Здесь, в отдалении, все ваши столичные склоки кажутся совсем несерьёзными, вроде мальчишечьих драк у стен Арены перед гладиаторскими боями. У нас ведь здесь тишь да благодать. И скука. Скука смертная. Хотя я, конечно, понимаю: случись что у вас – до нас это тоже всё равно рано или поздно докатится. Как волна от упавшей в море скалы докатывается до берега и смывает с него рыбацкие лодки и гуляющих по набережной ротозеев. И тут самое главное – не попасть в число этих самых ротозеев.

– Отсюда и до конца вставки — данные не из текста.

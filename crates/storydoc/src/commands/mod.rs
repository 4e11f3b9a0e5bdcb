pub mod build;
pub mod detect;
pub mod docs;
//! Lenient decoding of JavaScript object literals into JSON values.
//!
//! Story args are written as JavaScript, not JSON: unquoted keys, single
//! quotes, trailing commas and comments are all common. Plain data is decoded;
//! anything that needs evaluation (calls, identifiers, arrow functions) is
//! left out of the decoded value.

use serde_json::{Map, Number, Value};

use crate::scan::{self, Entry};

/// Decode a literal expression into a JSON value.
///
/// Returns `None` for expressions that are not plain data, including
/// `undefined`.
pub fn decode_literal(text: &str) -> Option<Value> {
    let text = strip_type_suffix(text.trim());

    match text.as_bytes().first()? {
        b'{' => decode_object(text).map(Value::Object),
        b'[' => decode_array(text),
        b'\'' | b'"' | b'`' => string_literal(text).map(Value::String),
        _ => decode_scalar(text),
    }
}

/// Decode an object literal, skipping entries whose values are not plain data.
pub fn decode_object(text: &str) -> Option<Map<String, Value>> {
    let entries = scan::object_entries(strip_type_suffix(text.trim()))?;

    let mut map = Map::new();
    for entry in entries {
        if let Entry::Pair { key, value } = entry {
            if let Some(value) = decode_literal(value) {
                map.insert(key.to_string(), value);
            }
        }
    }
    Some(map)
}

fn decode_array(text: &str) -> Option<Value> {
    let body = scan::inner(text)?;
    let items = scan::split_top_level(body, b',')
        .into_iter()
        .filter_map(|item| decode_literal(scan::split_leading_comments(item).1))
        .collect();
    Some(Value::Array(items))
}

fn decode_scalar(text: &str) -> Option<Value> {
    match text {
        "true" => return Some(Value::Bool(true)),
        "false" => return Some(Value::Bool(false)),
        "null" => return Some(Value::Null),
        _ => {}
    }

    let digits = text.replace('_', "");
    if let Ok(n) = digits.parse::<i64>() {
        return Some(Value::Number(n.into()));
    }
    let looks_numeric = digits
        .bytes()
        .all(|b| b.is_ascii_digit() || matches!(b, b'.' | b'-' | b'+' | b'e' | b'E'));
    if looks_numeric {
        return digits
            .parse::<f64>()
            .ok()
            .and_then(Number::from_f64)
            .map(Value::Number);
    }
    None
}

/// Decode a single quoted string literal.
///
/// Template literals are accepted only without `${}` interpolation.
pub fn string_literal(text: &str) -> Option<String> {
    let text = text.trim();
    let quote = *text.as_bytes().first()?;
    if !matches!(quote, b'\'' | b'"' | b'`') || scan::skip_string(text, 0) != text.len() {
        return None;
    }
    if text.len() < 2 || text.as_bytes()[text.len() - 1] != quote {
        return None;
    }

    let body = &text[1..text.len() - 1];
    if quote == b'`' && body.contains("${") {
        return None;
    }
    Some(unescape(body))
}

fn unescape(body: &str) -> String {
    let mut out = String::with_capacity(body.len());
    let mut chars = body.chars();

    while let Some(c) = chars.next() {
        if c != '\\' {
            out.push(c);
            continue;
        }
        match chars.next() {
            Some('n') => out.push('\n'),
            Some('t') => out.push('\t'),
            Some('r') => out.push('\r'),
            Some('0') => out.push('\0'),
            Some('u') => {
                let hex: String = chars.by_ref().take(4).collect();
                match u32::from_str_radix(&hex, 16).ok().and_then(char::from_u32) {
                    Some(decoded) => out.push(decoded),
                    None => {
                        out.push_str("\\u");
                        out.push_str(&hex);
                    }
                }
            }
            Some('\n') => {}
            Some(other) => out.push(other),
            None => out.push('\\'),
        }
    }

    out
}

/// Drop a trailing `as T` / `satisfies T` after a balanced object or array.
fn strip_type_suffix(text: &str) -> &str {
    if !text.starts_with(['{', '[']) {
        return text;
    }
    match scan::find_matching(text, 0) {
        Some(close) => {
            let rest = text[close + 1..].trim_start();
            if rest.is_empty() || rest.starts_with("as ") || rest.starts_with("satisfies ") {
                &text[..=close]
            } else {
                text
            }
        }
        None => text,
    }
}
//! String and comment aware scanning over JavaScript-like source text.
//!
//! Nothing here understands a grammar. The helpers know just enough about
//! quotes, comments and bracket nesting to find where a delimited region ends
//! and to split a region at its top level. Unbalanced input never panics; it
//! simply yields `None` or runs to the end of the text.

/// An entry of an object literal, split at its top level.
#[derive(Debug, Clone, PartialEq)]
pub enum Entry<'a> {
    /// `key: value` (the key is already unquoted)
    Pair { key: &'a str, value: &'a str },
    /// `key` shorthand
    Shorthand(&'a str),
    /// `...expr`
    Spread(&'a str),
    /// Methods, computed keys and anything else without a plain key
    Other(&'a str),
}

/// Return the index just past the string literal that opens at `start`.
///
/// Handles `'`, `"` and backtick literals including `${}` interpolation.
/// An unterminated literal runs to the end of the input.
pub fn skip_string(src: &str, start: usize) -> usize {
    let bytes = src.as_bytes();
    let Some(&quote) = bytes.get(start) else {
        return src.len();
    };

    let mut i = start + 1;
    while i < bytes.len() {
        let b = bytes[i];
        if b == b'\\' {
            i += 2;
        } else if b == quote {
            return i + 1;
        } else if quote == b'`' && b == b'$' && bytes.get(i + 1) == Some(&b'{') {
            match find_matching(src, i + 1) {
                Some(close) => i = close + 1,
                None => return src.len(),
            }
        } else {
            i += 1;
        }
    }

    src.len()
}

/// If a comment starts at `i`, return the index just past it.
fn skip_comment(src: &str, i: usize) -> Option<usize> {
    let rest = src.get(i..)?;
    if rest.starts_with("//") {
        Some(rest.find('\n').map_or(src.len(), |n| i + n))
    } else if let Some(body) = rest.strip_prefix("/*") {
        Some(body.find("*/").map_or(src.len(), |n| i + 2 + n + 2))
    } else {
        None
    }
}

/// Visit every byte outside strings and comments with its nesting depth.
///
/// Openers are reported at the depth outside them and closers at the depth
/// they return to, so a matching pair shares one depth. Returning `false`
/// from `visit` stops the walk.
fn visit_code(src: &str, mut visit: impl FnMut(usize, u8, usize) -> bool) {
    let bytes = src.as_bytes();
    let mut depth = 0usize;
    let mut i = 0;

    while i < bytes.len() {
        let b = bytes[i];
        match b {
            // A quote glued to a word is prose (JSX text such as `Don't`).
            b'\'' | b'"' if i > 0 && is_identifier_byte(bytes[i - 1]) => {}
            b'\'' | b'"' | b'`' => {
                i = skip_string(src, i);
                continue;
            }
            b'/' => {
                if let Some(end) = skip_comment(src, i) {
                    i = end;
                    continue;
                }
            }
            _ => {}
        }

        if matches!(b, b'}' | b']' | b')') {
            depth = depth.saturating_sub(1);
        }
        if !visit(i, b, depth) {
            return;
        }
        if matches!(b, b'{' | b'[' | b'(') {
            depth += 1;
        }
        i += 1;
    }
}

fn is_identifier_byte(b: u8) -> bool {
    b.is_ascii_alphanumeric() || b == b'_' || b == b'$'
}

/// Find the bracket closing the `{`, `[` or `(` at `open`.
pub fn find_matching(src: &str, open: usize) -> Option<usize> {
    let tail = src.get(open..)?;
    if !matches!(tail.as_bytes().first(), Some(b'{' | b'[' | b'(')) {
        return None;
    }

    let mut found = None;
    visit_code(tail, |i, b, depth| {
        if i > 0 && depth == 0 && matches!(b, b'}' | b']' | b')') {
            found = Some(open + i);
            false
        } else {
            true
        }
    });
    found
}

/// Find the first occurrence of `target` outside strings, comments and brackets.
pub fn find_top_level(src: &str, target: u8) -> Option<usize> {
    let mut found = None;
    visit_code(src, |i, b, depth| {
        if depth == 0 && b == target {
            found = Some(i);
            false
        } else {
            true
        }
    });
    found
}

/// Find a top-level `=` that is an assignment rather than part of `=>`, `==`,
/// `<=`, `>=` or `!=`.
pub fn find_assignment(src: &str) -> Option<usize> {
    let bytes = src.as_bytes();
    let mut found = None;
    visit_code(src, |i, b, depth| {
        let is_assignment = depth == 0
            && b == b'='
            && !matches!(bytes.get(i + 1), Some(b'=' | b'>'))
            && !matches!(i.checked_sub(1).map(|p| bytes[p]), Some(b'=' | b'!' | b'<' | b'>'));
        if is_assignment {
            found = Some(i);
            false
        } else {
            true
        }
    });
    found
}

/// Split `src` at every top-level `sep`, trimming and dropping empty parts.
pub fn split_top_level(src: &str, sep: u8) -> Vec<&str> {
    let mut parts = Vec::new();
    let mut start = 0;
    visit_code(src, |i, b, depth| {
        if depth == 0 && b == sep {
            parts.push(&src[start..i]);
            start = i + 1;
        }
        true
    });
    parts.push(&src[start..]);

    parts
        .into_iter()
        .map(str::trim)
        .filter(|p| !p.is_empty())
        .collect()
}

/// Split the body of a TypeScript interface or type literal into members.
///
/// Members may be separated by `;`, `,` or a line break. Angle brackets count
/// as nesting here so `Record<string, number>` stays in one piece, and a line
/// break inside a union or after `:` does not end the member.
pub fn split_members(body: &str) -> Vec<&str> {
    let bytes = body.as_bytes();
    let mut parts = Vec::new();
    let mut angle = 0usize;
    let mut start = 0;

    visit_code(body, |i, b, depth| {
        match b {
            b'<' => angle += 1,
            b'>' if i == 0 || bytes[i - 1] != b'=' => angle = angle.saturating_sub(1),
            _ => {}
        }
        if depth == 0 && angle == 0 {
            let split = match b {
                b';' | b',' => true,
                b'\n' => ends_member(&body[start..i]) && !continues_type(&body[i + 1..]),
                _ => false,
            };
            if split {
                parts.push(&body[start..i]);
                start = i + 1;
            }
        }
        true
    });
    parts.push(&body[start..]);

    parts
        .into_iter()
        .map(str::trim)
        .filter(|p| !p.is_empty())
        .collect()
}

fn ends_member(text: &str) -> bool {
    match text.trim_end().chars().last() {
        Some(c) => !matches!(c, '|' | '&' | ':' | '=' | ',' | '(' | '<' | '{' | '[' | '?'),
        None => false,
    }
}

fn continues_type(rest: &str) -> bool {
    let rest = rest.trim_start();
    rest.starts_with('|') || rest.starts_with('&') || rest.starts_with("=>")
}

/// Return the inner text of a braced region if `text` is exactly one
/// balanced `{...}` or `[...]`.
pub fn inner(text: &str) -> Option<&str> {
    let text = text.trim();
    let close = find_matching(text, 0)?;
    (close == text.len() - 1).then(|| &text[1..close])
}

/// Split an object literal (braces included) into its top-level entries.
pub fn object_entries(object: &str) -> Option<Vec<Entry<'_>>> {
    let body = inner(object)?;
    if !object.trim_start().starts_with('{') {
        return None;
    }

    let entries = split_top_level(body, b',')
        .into_iter()
        .map(|chunk| {
            let (_, chunk) = split_leading_comments(chunk);
            if let Some(spread) = chunk.strip_prefix("...") {
                return Entry::Spread(spread.trim());
            }
            if is_identifier(chunk) {
                return Entry::Shorthand(chunk);
            }
            let Some(colon) = find_top_level(chunk, b':') else {
                return Entry::Other(chunk);
            };
            match unquote_key(chunk[..colon].trim()) {
                Some(key) => Entry::Pair {
                    key,
                    value: chunk[colon + 1..].trim(),
                },
                None => Entry::Other(chunk),
            }
        })
        .collect();

    Some(entries)
}

/// Look up the value text of a top-level `key` in an object literal.
pub fn object_value<'a>(object: &'a str, key: &str) -> Option<&'a str> {
    object_entries(object)?.into_iter().find_map(|entry| match entry {
        Entry::Pair { key: k, value } if k == key => Some(value),
        _ => None,
    })
}

/// Accept an identifier, numeric or quoted key and return it unquoted.
fn unquote_key(key: &str) -> Option<&str> {
    if is_identifier(key) || (!key.is_empty() && key.bytes().all(|b| b.is_ascii_digit())) {
        return Some(key);
    }
    let bytes = key.as_bytes();
    match (bytes.first(), bytes.last()) {
        (Some(b'\''), Some(b'\'')) | (Some(b'"'), Some(b'"')) if key.len() >= 2 => {
            Some(&key[1..key.len() - 1])
        }
        _ => None,
    }
}

/// Whether `text` is a JavaScript identifier (ASCII subset).
pub fn is_identifier(text: &str) -> bool {
    let mut chars = text.chars();
    match chars.next() {
        Some(c) if c.is_ascii_alphabetic() || c == '_' || c == '$' => {}
        _ => return false,
    }
    chars.all(|c| c.is_ascii_alphanumeric() || c == '_' || c == '$')
}

/// Strip comments in front of `chunk`, returning the last block comment's
/// cleaned text together with the remainder.
pub fn split_leading_comments(chunk: &str) -> (Option<String>, &str) {
    let mut rest = chunk.trim_start();
    let mut doc = None;

    loop {
        if let Some(after) = rest.strip_prefix("/*") {
            let Some(end) = after.find("*/") else {
                break;
            };
            doc = clean_block_comment(&after[..end]);
            rest = after[end + 2..].trim_start();
        } else if rest.starts_with("//") {
            rest = rest.find('\n').map_or("", |n| &rest[n + 1..]).trim_start();
        } else {
            break;
        }
    }

    (doc, rest)
}

/// Return the cleaned block comment that ends right before `pos`.
///
/// Only whitespace may separate the comment from `pos`.
pub fn comment_before(src: &str, pos: usize) -> Option<String> {
    let head = src.get(..pos)?.trim_end();
    let body_end = head.strip_suffix("*/")?;
    let start = body_end.rfind("/*")?;
    clean_block_comment(&body_end[start + 2..])
}

/// Clean the body of a `/* */` or `/** */` comment.
///
/// Leading `*` gutters are removed and the text stops at the first `@tag`
/// line. Returns `None` if nothing remains.
pub fn clean_block_comment(body: &str) -> Option<String> {
    let body = body.strip_prefix('*').unwrap_or(body);
    let text = body
        .lines()
        .map(|line| {
            let line = line.trim();
            line.strip_prefix('*').map_or(line, str::trim_start)
        })
        .take_while(|line| !line.starts_with('@'))
        .collect::<Vec<_>>()
        .join("\n");

    let text = text.trim();
    (!text.is_empty()).then(|| text.to_string())
}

Что же касается твоих опасений по поводу возможного заговора со стороны известного нам с тобой лица, то спешу тебя огорчить – этот заговор стал ещё на один шаг ближе к своей возможной реализации. Верный человечек донёс мне из Хиеросолима, что в конце марта из храмовых хранилищ во дворец Пилата было тайно перевезено, ни много ни мало, а тридцать талантов золота – годовое жалованье двух полных легионов. Ума не приложу, каким образом Пилату удалось выудить эти деньги у Синедриона, о скупости которого здесь ходят легенды. Во всяком случае, взял он их не силой, иначе тут бы уже гудела вся Иудея и Идумея с Самарией к ней в придачу. Тут речь, скорее всего, идёт о какой-то сделке. Большой сделке. Тайной сделке. Между Пилатом и Синедрионом. Или между Пилатом и Первосвященником. Боюсь, мы никогда и ничего об этой сделке не узнаем. Зато мы знаем другое: у Пилата теперь есть деньги. Причём деньги большие. А большие деньги – это всегда большая власть. Пилату теперь есть что предложить легионам. А легионы, как ты верно говоришь, всегда идут за тем, кто может им что-либо предложить.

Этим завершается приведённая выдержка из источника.